### Your goal
When the string "FunctionName" is part of a line in the data below, report the whole line.

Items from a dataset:
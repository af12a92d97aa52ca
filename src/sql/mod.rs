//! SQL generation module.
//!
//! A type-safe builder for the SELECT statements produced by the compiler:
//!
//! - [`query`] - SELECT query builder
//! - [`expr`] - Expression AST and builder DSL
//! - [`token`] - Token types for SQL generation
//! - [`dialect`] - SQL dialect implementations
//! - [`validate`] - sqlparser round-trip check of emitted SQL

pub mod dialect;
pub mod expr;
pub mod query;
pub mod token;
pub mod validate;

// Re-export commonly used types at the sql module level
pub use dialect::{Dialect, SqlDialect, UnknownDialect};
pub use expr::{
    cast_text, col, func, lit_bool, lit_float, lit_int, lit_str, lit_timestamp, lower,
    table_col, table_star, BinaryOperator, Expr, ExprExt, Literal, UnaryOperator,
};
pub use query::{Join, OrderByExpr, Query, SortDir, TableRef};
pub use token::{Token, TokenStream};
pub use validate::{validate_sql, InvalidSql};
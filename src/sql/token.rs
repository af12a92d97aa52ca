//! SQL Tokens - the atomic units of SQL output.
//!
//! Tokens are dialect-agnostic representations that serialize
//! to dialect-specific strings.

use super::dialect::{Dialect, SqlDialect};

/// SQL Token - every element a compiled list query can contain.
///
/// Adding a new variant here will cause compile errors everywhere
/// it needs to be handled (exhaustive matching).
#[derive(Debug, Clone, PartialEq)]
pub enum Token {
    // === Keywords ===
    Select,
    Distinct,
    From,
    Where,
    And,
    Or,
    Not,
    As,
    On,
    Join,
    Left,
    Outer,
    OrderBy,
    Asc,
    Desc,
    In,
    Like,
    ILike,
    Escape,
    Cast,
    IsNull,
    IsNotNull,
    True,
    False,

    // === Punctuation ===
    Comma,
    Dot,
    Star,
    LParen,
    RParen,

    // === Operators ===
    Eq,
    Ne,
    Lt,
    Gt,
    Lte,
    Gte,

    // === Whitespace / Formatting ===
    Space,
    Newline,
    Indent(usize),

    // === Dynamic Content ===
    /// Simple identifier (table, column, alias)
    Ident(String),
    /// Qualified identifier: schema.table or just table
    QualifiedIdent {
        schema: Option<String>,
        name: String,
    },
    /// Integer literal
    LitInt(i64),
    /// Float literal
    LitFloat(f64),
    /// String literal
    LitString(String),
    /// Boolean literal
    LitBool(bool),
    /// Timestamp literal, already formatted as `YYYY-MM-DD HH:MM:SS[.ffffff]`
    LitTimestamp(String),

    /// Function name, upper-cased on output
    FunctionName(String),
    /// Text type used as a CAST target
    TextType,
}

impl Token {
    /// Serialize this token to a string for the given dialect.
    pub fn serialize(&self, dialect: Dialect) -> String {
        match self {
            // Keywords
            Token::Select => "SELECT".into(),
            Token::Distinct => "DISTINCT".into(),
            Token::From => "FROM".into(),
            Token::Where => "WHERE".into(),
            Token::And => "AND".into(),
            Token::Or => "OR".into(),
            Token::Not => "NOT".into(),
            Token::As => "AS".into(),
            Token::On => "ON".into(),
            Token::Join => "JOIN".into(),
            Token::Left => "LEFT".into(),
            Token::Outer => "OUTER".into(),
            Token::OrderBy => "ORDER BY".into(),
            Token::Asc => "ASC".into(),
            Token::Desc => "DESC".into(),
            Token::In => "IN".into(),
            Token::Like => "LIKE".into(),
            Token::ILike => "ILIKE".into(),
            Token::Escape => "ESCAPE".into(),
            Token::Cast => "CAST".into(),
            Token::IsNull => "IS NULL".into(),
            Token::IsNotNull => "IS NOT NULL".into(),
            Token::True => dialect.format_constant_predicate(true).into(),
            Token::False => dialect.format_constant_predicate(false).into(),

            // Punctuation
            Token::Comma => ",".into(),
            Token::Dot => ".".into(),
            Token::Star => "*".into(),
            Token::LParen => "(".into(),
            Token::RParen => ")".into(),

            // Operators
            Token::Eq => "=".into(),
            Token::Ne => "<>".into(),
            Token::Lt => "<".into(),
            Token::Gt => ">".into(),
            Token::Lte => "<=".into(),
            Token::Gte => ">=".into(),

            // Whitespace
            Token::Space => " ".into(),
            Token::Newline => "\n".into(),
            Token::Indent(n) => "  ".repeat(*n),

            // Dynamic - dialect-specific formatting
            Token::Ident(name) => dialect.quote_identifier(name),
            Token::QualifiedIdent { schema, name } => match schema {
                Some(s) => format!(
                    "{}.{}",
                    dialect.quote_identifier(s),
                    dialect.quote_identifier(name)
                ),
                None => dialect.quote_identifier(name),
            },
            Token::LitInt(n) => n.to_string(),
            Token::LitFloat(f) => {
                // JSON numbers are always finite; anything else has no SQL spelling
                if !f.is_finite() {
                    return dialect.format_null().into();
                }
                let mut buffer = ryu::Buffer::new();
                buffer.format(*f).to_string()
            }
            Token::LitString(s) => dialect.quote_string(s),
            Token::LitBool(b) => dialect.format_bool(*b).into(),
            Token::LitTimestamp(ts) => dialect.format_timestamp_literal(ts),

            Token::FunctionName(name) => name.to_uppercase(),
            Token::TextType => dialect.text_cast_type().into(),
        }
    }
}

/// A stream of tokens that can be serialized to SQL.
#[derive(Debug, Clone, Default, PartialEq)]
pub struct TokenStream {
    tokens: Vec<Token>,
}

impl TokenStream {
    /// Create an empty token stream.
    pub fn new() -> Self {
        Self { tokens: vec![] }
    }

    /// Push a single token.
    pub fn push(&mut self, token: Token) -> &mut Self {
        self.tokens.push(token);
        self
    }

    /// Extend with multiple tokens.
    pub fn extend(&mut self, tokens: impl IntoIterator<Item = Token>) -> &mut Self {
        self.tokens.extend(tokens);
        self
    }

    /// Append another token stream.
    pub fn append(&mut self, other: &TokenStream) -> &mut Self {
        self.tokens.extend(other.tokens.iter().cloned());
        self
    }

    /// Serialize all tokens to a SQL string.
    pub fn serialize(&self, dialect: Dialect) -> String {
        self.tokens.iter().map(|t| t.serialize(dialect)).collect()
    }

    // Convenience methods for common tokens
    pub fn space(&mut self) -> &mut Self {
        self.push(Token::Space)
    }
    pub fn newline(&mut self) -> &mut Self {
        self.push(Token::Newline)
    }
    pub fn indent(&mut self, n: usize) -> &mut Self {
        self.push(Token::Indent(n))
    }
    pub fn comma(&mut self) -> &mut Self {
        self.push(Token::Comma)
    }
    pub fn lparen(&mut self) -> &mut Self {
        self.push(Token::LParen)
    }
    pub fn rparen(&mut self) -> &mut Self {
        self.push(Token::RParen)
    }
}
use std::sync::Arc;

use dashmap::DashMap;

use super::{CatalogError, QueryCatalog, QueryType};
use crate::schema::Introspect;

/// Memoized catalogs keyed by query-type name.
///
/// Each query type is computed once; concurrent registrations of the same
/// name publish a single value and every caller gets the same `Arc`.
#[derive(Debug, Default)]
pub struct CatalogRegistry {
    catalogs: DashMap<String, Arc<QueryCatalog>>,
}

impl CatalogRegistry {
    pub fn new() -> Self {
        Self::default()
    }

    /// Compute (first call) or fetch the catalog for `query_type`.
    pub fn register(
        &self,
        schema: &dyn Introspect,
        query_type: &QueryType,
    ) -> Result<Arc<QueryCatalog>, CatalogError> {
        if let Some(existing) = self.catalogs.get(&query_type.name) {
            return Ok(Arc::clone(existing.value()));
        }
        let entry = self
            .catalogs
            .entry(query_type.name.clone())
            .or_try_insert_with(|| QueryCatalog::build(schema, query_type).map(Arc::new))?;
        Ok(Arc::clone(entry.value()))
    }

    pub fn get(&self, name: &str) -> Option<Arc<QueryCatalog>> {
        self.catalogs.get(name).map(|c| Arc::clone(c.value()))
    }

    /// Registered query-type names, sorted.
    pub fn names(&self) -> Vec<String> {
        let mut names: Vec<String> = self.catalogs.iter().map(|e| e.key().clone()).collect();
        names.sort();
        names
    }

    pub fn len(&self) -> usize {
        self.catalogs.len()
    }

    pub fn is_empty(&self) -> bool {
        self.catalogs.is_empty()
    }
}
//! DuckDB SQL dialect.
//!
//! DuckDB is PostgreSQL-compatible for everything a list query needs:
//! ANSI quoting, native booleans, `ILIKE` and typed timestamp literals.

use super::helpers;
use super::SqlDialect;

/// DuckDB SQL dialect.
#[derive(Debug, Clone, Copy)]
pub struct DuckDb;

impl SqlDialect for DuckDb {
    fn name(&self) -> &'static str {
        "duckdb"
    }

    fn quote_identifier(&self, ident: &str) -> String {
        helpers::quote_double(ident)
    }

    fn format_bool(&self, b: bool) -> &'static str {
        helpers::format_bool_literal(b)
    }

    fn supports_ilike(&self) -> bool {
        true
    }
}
* * *
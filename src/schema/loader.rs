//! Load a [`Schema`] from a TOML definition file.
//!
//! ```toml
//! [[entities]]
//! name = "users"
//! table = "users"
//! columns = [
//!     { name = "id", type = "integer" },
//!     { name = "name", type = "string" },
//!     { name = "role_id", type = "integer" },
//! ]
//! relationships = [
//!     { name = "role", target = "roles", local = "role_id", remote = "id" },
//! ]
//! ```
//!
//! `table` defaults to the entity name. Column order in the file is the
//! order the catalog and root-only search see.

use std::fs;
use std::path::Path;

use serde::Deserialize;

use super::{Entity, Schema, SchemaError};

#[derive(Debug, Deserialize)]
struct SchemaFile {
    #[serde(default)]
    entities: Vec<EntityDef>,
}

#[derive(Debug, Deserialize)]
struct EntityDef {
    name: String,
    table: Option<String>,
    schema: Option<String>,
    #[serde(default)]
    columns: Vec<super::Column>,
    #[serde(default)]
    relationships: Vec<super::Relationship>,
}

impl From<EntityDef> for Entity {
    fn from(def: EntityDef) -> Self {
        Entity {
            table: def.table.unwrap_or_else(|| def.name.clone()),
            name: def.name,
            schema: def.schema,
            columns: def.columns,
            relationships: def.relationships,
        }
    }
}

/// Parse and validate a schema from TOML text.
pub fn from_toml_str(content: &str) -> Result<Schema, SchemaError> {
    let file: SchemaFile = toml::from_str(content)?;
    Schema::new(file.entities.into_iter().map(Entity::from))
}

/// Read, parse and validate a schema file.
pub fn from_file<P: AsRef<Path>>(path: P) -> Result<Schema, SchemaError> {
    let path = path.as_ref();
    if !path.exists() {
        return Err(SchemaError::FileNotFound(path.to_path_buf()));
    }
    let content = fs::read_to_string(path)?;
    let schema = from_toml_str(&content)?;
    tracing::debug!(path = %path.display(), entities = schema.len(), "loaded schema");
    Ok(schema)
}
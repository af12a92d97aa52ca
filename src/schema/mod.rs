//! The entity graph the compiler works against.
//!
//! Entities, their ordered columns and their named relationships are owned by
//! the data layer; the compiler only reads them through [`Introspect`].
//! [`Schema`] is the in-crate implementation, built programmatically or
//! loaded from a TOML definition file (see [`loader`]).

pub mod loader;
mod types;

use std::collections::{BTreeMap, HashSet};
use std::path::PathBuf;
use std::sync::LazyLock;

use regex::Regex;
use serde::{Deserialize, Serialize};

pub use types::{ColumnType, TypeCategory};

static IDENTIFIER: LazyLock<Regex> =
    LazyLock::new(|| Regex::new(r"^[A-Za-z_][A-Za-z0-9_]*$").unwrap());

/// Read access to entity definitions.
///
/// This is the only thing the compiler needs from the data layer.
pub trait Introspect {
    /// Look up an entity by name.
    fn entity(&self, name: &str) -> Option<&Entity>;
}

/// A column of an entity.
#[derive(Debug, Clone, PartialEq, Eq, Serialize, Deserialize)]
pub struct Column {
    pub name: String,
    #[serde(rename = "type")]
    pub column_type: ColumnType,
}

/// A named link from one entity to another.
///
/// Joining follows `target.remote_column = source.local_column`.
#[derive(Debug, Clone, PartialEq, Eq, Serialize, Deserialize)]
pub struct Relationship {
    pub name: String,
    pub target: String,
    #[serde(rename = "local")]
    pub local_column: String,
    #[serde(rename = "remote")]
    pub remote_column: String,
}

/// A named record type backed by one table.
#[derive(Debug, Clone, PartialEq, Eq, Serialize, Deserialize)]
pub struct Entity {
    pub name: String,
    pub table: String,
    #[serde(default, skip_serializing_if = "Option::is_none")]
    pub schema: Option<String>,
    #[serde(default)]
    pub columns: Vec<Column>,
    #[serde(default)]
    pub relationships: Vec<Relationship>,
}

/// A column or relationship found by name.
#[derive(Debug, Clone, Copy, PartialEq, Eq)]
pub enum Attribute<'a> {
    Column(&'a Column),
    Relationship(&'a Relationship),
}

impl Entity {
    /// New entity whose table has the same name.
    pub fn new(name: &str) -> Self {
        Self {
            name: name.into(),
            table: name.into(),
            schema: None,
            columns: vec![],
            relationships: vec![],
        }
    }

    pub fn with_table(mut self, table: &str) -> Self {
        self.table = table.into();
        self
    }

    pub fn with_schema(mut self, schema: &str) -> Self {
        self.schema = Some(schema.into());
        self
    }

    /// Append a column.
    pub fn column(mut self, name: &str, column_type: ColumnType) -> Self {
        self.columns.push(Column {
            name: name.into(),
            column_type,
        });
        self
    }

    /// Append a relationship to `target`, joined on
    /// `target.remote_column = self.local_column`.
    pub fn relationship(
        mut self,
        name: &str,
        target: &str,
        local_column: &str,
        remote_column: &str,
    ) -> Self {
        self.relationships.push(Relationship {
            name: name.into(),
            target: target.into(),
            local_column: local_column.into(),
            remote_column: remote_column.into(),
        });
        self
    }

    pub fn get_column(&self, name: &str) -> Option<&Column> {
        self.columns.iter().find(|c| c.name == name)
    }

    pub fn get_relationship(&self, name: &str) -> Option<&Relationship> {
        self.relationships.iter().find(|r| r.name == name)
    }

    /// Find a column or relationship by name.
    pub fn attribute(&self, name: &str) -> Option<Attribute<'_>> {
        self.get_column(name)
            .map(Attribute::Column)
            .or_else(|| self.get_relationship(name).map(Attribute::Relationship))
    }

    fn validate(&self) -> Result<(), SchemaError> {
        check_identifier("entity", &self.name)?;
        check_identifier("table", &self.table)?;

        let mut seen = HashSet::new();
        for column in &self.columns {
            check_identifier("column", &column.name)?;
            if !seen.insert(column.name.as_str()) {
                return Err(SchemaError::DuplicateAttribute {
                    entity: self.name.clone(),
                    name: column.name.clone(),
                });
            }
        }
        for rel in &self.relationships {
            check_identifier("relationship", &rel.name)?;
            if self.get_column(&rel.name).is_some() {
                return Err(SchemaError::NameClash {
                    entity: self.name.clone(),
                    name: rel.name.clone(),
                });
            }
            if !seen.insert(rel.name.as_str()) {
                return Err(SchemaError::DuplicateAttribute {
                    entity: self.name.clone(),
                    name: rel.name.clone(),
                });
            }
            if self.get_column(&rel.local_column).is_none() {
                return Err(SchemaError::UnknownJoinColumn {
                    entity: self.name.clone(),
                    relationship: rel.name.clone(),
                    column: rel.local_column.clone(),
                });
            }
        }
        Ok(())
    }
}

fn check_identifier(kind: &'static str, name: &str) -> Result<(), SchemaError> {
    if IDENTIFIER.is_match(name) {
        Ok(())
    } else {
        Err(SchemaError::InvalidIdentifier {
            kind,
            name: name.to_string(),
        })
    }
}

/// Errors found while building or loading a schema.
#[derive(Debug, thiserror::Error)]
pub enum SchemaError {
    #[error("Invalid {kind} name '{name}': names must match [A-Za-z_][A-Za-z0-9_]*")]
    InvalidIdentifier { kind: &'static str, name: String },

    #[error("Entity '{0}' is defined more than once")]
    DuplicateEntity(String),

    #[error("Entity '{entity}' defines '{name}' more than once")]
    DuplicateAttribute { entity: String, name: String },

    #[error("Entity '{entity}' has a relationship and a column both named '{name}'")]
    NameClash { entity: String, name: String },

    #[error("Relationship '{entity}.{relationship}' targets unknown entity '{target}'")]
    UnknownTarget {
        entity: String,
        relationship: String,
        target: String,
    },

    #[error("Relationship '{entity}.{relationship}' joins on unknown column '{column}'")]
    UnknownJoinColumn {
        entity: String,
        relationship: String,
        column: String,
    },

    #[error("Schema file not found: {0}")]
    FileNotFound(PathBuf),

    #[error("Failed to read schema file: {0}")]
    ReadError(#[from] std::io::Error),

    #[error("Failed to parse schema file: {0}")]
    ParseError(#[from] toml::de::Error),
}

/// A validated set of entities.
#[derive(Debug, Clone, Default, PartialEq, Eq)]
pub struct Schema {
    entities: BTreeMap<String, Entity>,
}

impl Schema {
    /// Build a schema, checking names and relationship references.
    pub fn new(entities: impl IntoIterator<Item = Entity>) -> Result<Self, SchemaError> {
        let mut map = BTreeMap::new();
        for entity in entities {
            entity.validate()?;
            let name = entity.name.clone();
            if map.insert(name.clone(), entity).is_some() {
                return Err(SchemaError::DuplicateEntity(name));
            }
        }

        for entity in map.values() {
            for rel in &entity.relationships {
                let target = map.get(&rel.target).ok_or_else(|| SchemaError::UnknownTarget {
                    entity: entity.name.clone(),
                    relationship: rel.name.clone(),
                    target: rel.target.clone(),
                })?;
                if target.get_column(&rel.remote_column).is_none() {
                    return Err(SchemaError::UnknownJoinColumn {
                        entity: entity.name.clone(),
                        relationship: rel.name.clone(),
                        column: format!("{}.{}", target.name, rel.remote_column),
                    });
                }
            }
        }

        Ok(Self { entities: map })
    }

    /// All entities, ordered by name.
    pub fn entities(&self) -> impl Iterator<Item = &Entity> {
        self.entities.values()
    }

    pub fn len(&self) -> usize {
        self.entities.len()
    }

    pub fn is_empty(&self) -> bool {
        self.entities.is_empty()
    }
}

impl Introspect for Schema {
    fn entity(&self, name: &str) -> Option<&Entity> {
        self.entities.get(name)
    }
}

### Answer for the task
    FunctionName(String),
            Token::FunctionName(name) => name.to_uppercase(),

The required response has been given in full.